Roy closed his eyes for a moment, trying to pretend that the world hadn't started spinning around him. Damn it, it was so hard to think.
"I don't think there's anything we can do at the moment," he replied quietly after a few seconds, eyes still closed.
"So... so, what? We just... wait for someone to find us?"
"Do you have a better idea?"
"...No."
"Then we wait."
Ed went quiet and Roy sighed, glad for the silence. His head was pounding and there was a sharp, throbbing pain coming from the gash in his scalp. He must have hit his head pretty hard. So hard that at the moment it was actually hurting more than his gut. His torn abdomen did ache, but dully for now...
As long as he didn't move, it was bearable. He could stand it. It was fine.

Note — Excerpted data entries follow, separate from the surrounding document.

//! Environment variable overrides for configuration.
//!
//! Supported variables:
//! - `DOORMAN_DISCORD_TOKEN` - Discord bot token (`DISCORD_TOKEN` is also accepted)
//! - `DOORMAN_COMMAND_PREFIX` - Command prefix
//! - `DOORMAN_QUESTIONS_CHANNEL` - Name of the questions channel
//! - `DOORMAN_CONFIG` - Path of the config file

use std::env;

use crate::config::types::Config;

/// Environment variable prefix for all config overrides.
const ENV_PREFIX: &str = "DOORMAN";

/// Unprefixed token variable used by most Discord bot deployments.
const FALLBACK_TOKEN_VAR: &str = "DISCORD_TOKEN";

/// Apply environment variable overrides to a config.
pub fn apply_env_overrides(config: Config) -> Config {
    apply_overrides_from(config, |key| env::var(key).ok())
}

/// Apply overrides read through `lookup`.
///
/// Empty values are ignored so a blank variable never wipes a configured value.
pub fn apply_overrides_from<F>(mut config: Config, lookup: F) -> Config
where
    F: Fn(&str) -> Option<String>,
{
    let get = |name: &str| lookup(name).filter(|value| !value.is_empty());

    if let Some(token) = get(&format!("{}_DISCORD_TOKEN", ENV_PREFIX)).or_else(|| get(FALLBACK_TOKEN_VAR)) {
        config.discord.token = token;
    }
    if let Some(prefix) = get(&format!("{}_COMMAND_PREFIX", ENV_PREFIX)) {
        config.discord.command_prefix = prefix;
    }
    if let Some(channel) = get(&format!("{}_QUESTIONS_CHANNEL", ENV_PREFIX)) {
        config.routing.questions_channel = channel;
    }

    config
}

/// Get the config file path from environment or use default.
///
/// Checks `DOORMAN_CONFIG`, otherwise returns "doorman.conf".
pub fn get_config_path() -> String {
    env::var(format!("{}_CONFIG", ENV_PREFIX)).unwrap_or_else(|_| "doorman.conf".to_string())
}
//! Discord integration.
//!
//! Adapts serenity to the routing core: event conversion, the `Gateway`
//! implementation, commands, and the long-running client.

pub mod client;
pub mod commands;
pub mod convert;
pub mod gateway;
pub mod handler;

pub use client::DiscordBotBuilder;
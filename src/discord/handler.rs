//! Discord event handling.
//!
//! One binding per event kind. Each binding turns serenity models into a
//! routing [`Event`] and hands it to the shared [`EventRouter`].

use std::sync::Arc;

use rand::rngs::StdRng;
use rand::SeedableRng;
use serenity::async_trait;
use serenity::model::channel::{Message, Reaction};
use serenity::model::gateway::Ready;
use serenity::model::guild::Member;
use serenity::model::id::{ChannelId, GuildId, MessageId};
use serenity::model::user::User;
use serenity::prelude::*;
use tracing::{debug, error, info, warn};

use crate::common::{Event, MemberInfo, RawReaction, ReactionInfo, UserRef};
use crate::discord::commands::CommandHandler;
use crate::discord::convert;
use crate::discord::gateway::SerenityGateway;
use crate::routing::EventRouter;

/// Discord event handler.
pub struct RoutingHandler {
    router: Arc<EventRouter>,
    command_handler: CommandHandler,
    intents: GatewayIntents,
}

impl RoutingHandler {
    pub fn new(router: Arc<EventRouter>, command_prefix: String, intents: GatewayIntents) -> Self {
        Self {
            router,
            command_handler: CommandHandler::new(command_prefix),
            intents,
        }
    }

    async fn route(&self, gateway: &SerenityGateway, event: Event) {
        let mut rng = StdRng::from_entropy();
        self.router
            .handle(gateway, gateway.self_id(), event, &mut rng)
            .await;
    }

    fn cached_message(ctx: &Context, channel_id: ChannelId, message_id: MessageId) -> Option<Message> {
        ctx.cache
            .message(channel_id, message_id)
            .map(|message| Message::clone(&message))
    }

    /// Reacting user, preferring the member data carried by the event.
    async fn reactor(ctx: &Context, reaction: &Reaction) -> Option<UserRef> {
        if let Some(member) = &reaction.member {
            return Some(convert::member_user_ref(member));
        }
        match reaction.user(ctx).await {
            Ok(user) => Some(convert::user_ref(&user, None)),
            Err(e) => {
                warn!("Could not resolve user of reaction on {}: {}", reaction.message_id, e);
                None
            }
        }
    }

    fn member_info(gateway: &SerenityGateway, guild_id: GuildId, user: UserRef, raw: &User) -> Option<MemberInfo> {
        let Some(guild) = gateway.cached_guild(guild_id) else {
            warn!("Guild {} not in cache, dropping member event for {}", guild_id, raw.name);
            return None;
        };
        Some(MemberInfo {
            user,
            guild,
            account_created: convert::timestamp(raw.id.created_at()),
        })
    }
}

#[async_trait]
impl EventHandler for RoutingHandler {
    async fn ready(&self, _ctx: Context, ready: Ready) {
        info!(
            "Discord bot connected as {} (ID: {})",
            ready.user.name, ready.user.id
        );
        info!("Connected to {} guilds", ready.guilds.len());
        info!("Intents enabled: {:?}", self.intents);
    }

    async fn message(&self, ctx: Context, msg: Message) {
        let gateway = SerenityGateway::new(ctx.clone());
        let info = gateway.message_info(&msg);
        self.route(&gateway, Event::MessageCreated(info)).await;

        if msg.author.bot {
            return;
        }
        match self.command_handler.handle_command(&ctx, &msg).await {
            Ok(true) => debug!("Command handled for message {}", msg.id),
            Ok(false) => {}
            Err(e) => error!("Command handler error: {}", e),
        }
    }

    async fn message_delete(
        &self,
        ctx: Context,
        channel_id: ChannelId,
        deleted_message_id: MessageId,
        _guild_id: Option<GuildId>,
    ) {
        let Some(message) = Self::cached_message(&ctx, channel_id, deleted_message_id) else {
            debug!("Deleted message {} was not cached", deleted_message_id);
            return;
        };
        let gateway = SerenityGateway::new(ctx);
        let info = gateway.message_info(&message);
        self.route(&gateway, Event::MessageDeleted(info)).await;
    }

    async fn reaction_add(&self, ctx: Context, reaction: Reaction) {
        let message = match Self::cached_message(&ctx, reaction.channel_id, reaction.message_id) {
            Some(message) => message,
            None => match reaction.message(&ctx).await {
                Ok(message) => message,
                Err(e) => {
                    warn!("Could not fetch reacted message {}: {}", reaction.message_id, e);
                    return;
                }
            },
        };
        let Some(reactor) = Self::reactor(&ctx, &reaction).await else {
            return;
        };

        let gateway = SerenityGateway::new(ctx);
        let event = Event::ReactionAdded(ReactionInfo {
            emoji: convert::emoji_ref(&reaction.emoji),
            reactor,
            message: gateway.message_info(&message),
        });
        self.route(&gateway, event).await;
    }

    async fn reaction_remove(&self, ctx: Context, reaction: Reaction) {
        let cached = Self::cached_message(&ctx, reaction.channel_id, reaction.message_id);
        let reactor = match cached {
            Some(_) => Self::reactor(&ctx, &reaction).await,
            None => None,
        };

        let gateway = SerenityGateway::new(ctx);
        let event = match (cached, reactor) {
            (Some(message), Some(reactor)) => Event::ReactionRemoved(ReactionInfo {
                emoji: convert::emoji_ref(&reaction.emoji),
                reactor,
                message: gateway.message_info(&message),
            }),
            _ => {
                let Some(user_id) = reaction.user_id else {
                    debug!("Reaction removal on {} has no user", reaction.message_id);
                    return;
                };
                Event::RawReactionRemoved(RawReaction {
                    guild_id: reaction.guild_id.map(|id| id.get()),
                    channel_id: reaction.channel_id.get(),
                    user_id: user_id.get(),
                    message_id: reaction.message_id.get(),
                    emoji: convert::emoji_ref(&reaction.emoji),
                })
            }
        };
        self.route(&gateway, event).await;
    }

    async fn guild_member_addition(&self, ctx: Context, new_member: Member) {
        let gateway = SerenityGateway::new(ctx);
        let user = convert::member_user_ref(&new_member);
        if let Some(member) = Self::member_info(&gateway, new_member.guild_id, user, &new_member.user) {
            self.route(&gateway, Event::MemberJoined(member)).await;
        }
    }

    async fn guild_member_removal(
        &self,
        ctx: Context,
        guild_id: GuildId,
        user: User,
        member_data_if_available: Option<Member>,
    ) {
        let gateway = SerenityGateway::new(ctx);
        let nick = member_data_if_available
            .as_ref()
            .and_then(|member| member.nick.as_deref());
        let user_ref = convert::user_ref(&user, nick);
        if let Some(member) = Self::member_info(&gateway, guild_id, user_ref, &user) {
            self.route(&gateway, Event::MemberLeft(member)).await;
        }
    }
}
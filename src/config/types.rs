//! Configuration type definitions.

use serde::Deserialize;

use crate::routing::classifier::{GOODBYE_CANDIDATES, QUESTIONS_CHANNEL, WELCOME_CANDIDATES};

/// Placeholder token shipped in the example configuration.
pub const TOKEN_PLACEHOLDER: &str = "YOUR_DISCORD_TOKEN_HERE";

/// Root configuration structure.
#[derive(Debug, Clone, Default, Deserialize)]
pub struct Config {
    #[serde(default)]
    pub discord: DiscordConfig,
    #[serde(default)]
    pub routing: RoutingConfig,
}

/// Discord bot configuration.
#[derive(Debug, Clone, Deserialize)]
#[serde(default)]
pub struct DiscordConfig {
    pub token: String,
    /// Prefix for bot commands.
    pub command_prefix: String,
    /// Number of messages kept per channel in the gateway cache.
    pub message_cache_size: usize,
}

impl Default for DiscordConfig {
    fn default() -> Self {
        Self {
            token: String::new(),
            command_prefix: "!".to_string(),
            message_cache_size: 10_000,
        }
    }
}

/// Channel names used for routing decisions.
#[derive(Debug, Clone, Deserialize)]
#[serde(default)]
pub struct RoutingConfig {
    /// Posts in this channel are moved into threads.
    pub questions_channel: String,
    /// Welcome channel candidates, in order of preference.
    pub welcome_channels: Vec<String>,
    /// Goodbye channel candidates, in order of preference.
    pub goodbye_channels: Vec<String>,
}

impl Default for RoutingConfig {
    fn default() -> Self {
        Self {
            questions_channel: QUESTIONS_CHANNEL.to_string(),
            welcome_channels: WELCOME_CANDIDATES.iter().map(|s| s.to_string()).collect(),
            goodbye_channels: GOODBYE_CANDIDATES.iter().map(|s| s.to_string()).collect(),
        }
    }
}
//! Discord bot client.
//!
//! Builds the serenity client, keeps it connected with backoff and shuts
//! the shards down when asked to.

use std::sync::Arc;
use std::time::Duration;

use backon::BackoffBuilder;
use serenity::cache::Settings as CacheSettings;
use serenity::http::HttpBuilder;
use serenity::prelude::*;
use serenity::Client;
use tokio::sync::watch;
use tokio::time::sleep;
use tracing::{error, info, warn};

use crate::common::error::Result;
use crate::config::types::DiscordConfig;
use crate::discord::commands::ShardManagerContainer;
use crate::discord::handler::RoutingHandler;
use crate::routing::EventRouter;

/// Longest wait between reconnection attempts.
const MAX_RECONNECT_DELAY: Duration = Duration::from_secs(300);

/// Gateway intents the router needs.
pub fn intents() -> GatewayIntents {
    GatewayIntents::GUILDS
        | GatewayIntents::GUILD_MESSAGES
        | GatewayIntents::MESSAGE_CONTENT
        | GatewayIntents::GUILD_MEMBERS
        | GatewayIntents::GUILD_MESSAGE_REACTIONS
}

/// Exponential backoff for Discord reconnection.
/// 5s initial, 5min max, factor 1.1, with jitter, unlimited retries.
fn discord_backoff() -> impl Iterator<Item = Duration> {
    backon::ExponentialBuilder::default()
        .with_min_delay(Duration::from_secs(5))
        .with_max_delay(MAX_RECONNECT_DELAY)
        .with_factor(1.1)
        .with_jitter()
        .without_max_times()
        .build()
}

/// Builder for creating the Discord bot.
pub struct DiscordBotBuilder {
    config: DiscordConfig,
    router: Arc<EventRouter>,
}

impl DiscordBotBuilder {
    pub fn new(config: DiscordConfig, router: Arc<EventRouter>) -> Self {
        Self { config, router }
    }

    /// Build the Discord bot.
    pub async fn build(self) -> Result<DiscordBot> {
        let client = build_client(&self.config, self.router.clone()).await?;
        Ok(DiscordBot {
            client: Some(client),
            config: self.config,
            router: self.router,
        })
    }
}

async fn build_client(config: &DiscordConfig, router: Arc<EventRouter>) -> Result<Client> {
    let intents = intents();

    // Build a custom reqwest client with timeout settings
    let reqwest_client = reqwest::Client::builder()
        .timeout(Duration::from_secs(15))
        .connect_timeout(Duration::from_secs(10))
        .build()?;

    let http = HttpBuilder::new(&config.token)
        .client(reqwest_client)
        .build();

    let mut cache_settings = CacheSettings::default();
    cache_settings.max_messages = config.message_cache_size;

    let handler = RoutingHandler::new(router, config.command_prefix.clone(), intents);
    let client = serenity::client::ClientBuilder::new_with_http(http, intents)
        .cache_settings(cache_settings)
        .event_handler(handler)
        .await?;

    client
        .data
        .write()
        .await
        .insert::<ShardManagerContainer>(client.shard_manager.clone());

    Ok(client)
}

pub struct DiscordBot {
    client: Option<Client>,
    config: DiscordConfig,
    router: Arc<EventRouter>,
}

impl DiscordBot {
    /// Run until the gateway closes normally or `shutdown_rx` turns true.
    pub async fn run(mut self, mut shutdown_rx: watch::Receiver<bool>) {
        let mut backoff = discord_backoff();

        loop {
            info!("Connecting to Discord...");

            let mut client = match self.client.take() {
                Some(client) => client,
                None => match build_client(&self.config, self.router.clone()).await {
                    Ok(client) => {
                        backoff = discord_backoff();
                        client
                    }
                    Err(e) => {
                        error!("Failed to rebuild Discord client: {}", e);
                        if !Self::wait_or_shutdown(&mut backoff, &mut shutdown_rx).await {
                            break;
                        }
                        continue;
                    }
                },
            };

            let shard_manager = client.shard_manager.clone();
            tokio::select! {
                result = client.start() => match result {
                    Ok(()) => {
                        info!("Discord client disconnected normally");
                        break;
                    }
                    Err(e) => {
                        error!("Discord client error: {}", e);
                        if !Self::wait_or_shutdown(&mut backoff, &mut shutdown_rx).await {
                            break;
                        }
                    }
                },
                _ = wait_for_shutdown(&mut shutdown_rx) => {
                    info!("Initiating graceful Discord shutdown...");
                    shard_manager.shutdown_all().await;
                    info!("Discord shutdown complete");
                    break;
                }
            }
        }
        info!("Discord task ended");
    }

    /// Sleep for the next backoff delay. Returns `false` if shutdown came first.
    async fn wait_or_shutdown(
        backoff: &mut impl Iterator<Item = Duration>,
        shutdown_rx: &mut watch::Receiver<bool>,
    ) -> bool {
        let delay = backoff.next().unwrap_or(MAX_RECONNECT_DELAY);
        warn!("Discord disconnected. Reconnecting in {:.1}s...", delay.as_secs_f64());

        tokio::select! {
            _ = sleep(delay) => true,
            _ = wait_for_shutdown(shutdown_rx) => {
                info!("Shutdown signal received during backoff");
                false
            }
        }
    }
}

/// Resolves once the flag is set or the sender is gone.
async fn wait_for_shutdown(shutdown_rx: &mut watch::Receiver<bool>) {
    loop {
        if *shutdown_rx.borrow_and_update() {
            return;
        }
        if shutdown_rx.changed().await.is_err() {
            return;
        }
    }
}

#[cfg(test)]
mod tests {
    use super::*;

    #[test]
    fn test_intents_cover_routed_events() {
        let intents = intents();
        assert!(intents.contains(GatewayIntents::MESSAGE_CONTENT));
        assert!(intents.contains(GatewayIntents::GUILD_MEMBERS));
        assert!(intents.contains(GatewayIntents::GUILD_MESSAGE_REACTIONS));
        assert!(!intents.contains(GatewayIntents::GUILD_PRESENCES));
    }

    #[test]
    fn test_backoff_is_bounded() {
        let delays: Vec<Duration> = discord_backoff().take(100).collect();
        assert_eq!(delays.len(), 100);
        // jitter may add up to one extra delay on top
        assert!(delays.iter().all(|d| *d <= MAX_RECONNECT_DELAY * 2));
    }

    #[tokio::test]
    async fn test_wait_for_shutdown_returns_on_flag() {
        let (tx, mut rx) = watch::channel(false);
        let waiter = tokio::spawn(async move { wait_for_shutdown(&mut rx).await });
        tx.send(true).unwrap();
        tokio::time::timeout(Duration::from_secs(1), waiter)
            .await
            .unwrap()
            .unwrap();
    }

    #[tokio::test]
    async fn test_wait_for_shutdown_returns_when_sender_dropped() {
        let (tx, mut rx) = watch::channel(false);
        drop(tx);
        tokio::time::timeout(Duration::from_secs(1), wait_for_shutdown(&mut rx))
            .await
            .unwrap();
    }
}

XXXXXXXXXXXXXXXXXXXXXXXXXXXXXXXXXXXXXXXXXXXXXXXXX
Hawkeye sprinted down the hallway, the keys to a military car flashing in her hand.
Breda was running after her, shouting over his shoulder for Fuery to call for an ambulance to follow them down highway 11, along the ravine. Hughes had been informed and was already forming a search party.
She hoped somewhere in the back of her mind that someone would think to call Alphonse.
XXXXXXXXXXXXXXXXXXXXXXXXXXXXXXXXXXXXXXXXXXXXXXXXX
"...Maybe you should keep your eyes open."
It looked as if it took a moment for Mustang to realize that Ed was speaking to him, but then after a beat his eyelids raised and he looked over at him blankly.
"You're too calm about this," Ed said, watching him carefully.
"I work well under pressure." The reply was slow and soft. He sounded tired.
"No, I think you're in shock, Colonel."
Mustang smirked. "...You're probably right."
"Then you should keep your eyes open. Just... stay alert, you know?"
Ed couldn't keep the slight tremor from his voice and he knew that Mustang heard it from the way his bland smile quickly disappeared. He nodded grimly. He knew all too well what trouble he was in. He knew that he might not live through this.
The thought sent an icy dagger of fear through Ed's own stomach. The Colonel could die. Right here. Right in front of him. And there was nothing he could do. He couldn't even scratch his own nose, let alone offer any kind of aid to his wounded superior. There was a good chance that he was just going to have to lay here, held down by this stupid driver's seat, watching as Mustang slowly bled to death. And if the blood loss didn't get him, the cold surely would. It had been cold in the car before the accident, but now that the windows were busted in it was freezing. Literally. Ed could feel his wet clothes stiffening with ice already. Worse still, it was early evening and it was only going to get colder was the sun went down. They could both freeze to death before anyone could save them.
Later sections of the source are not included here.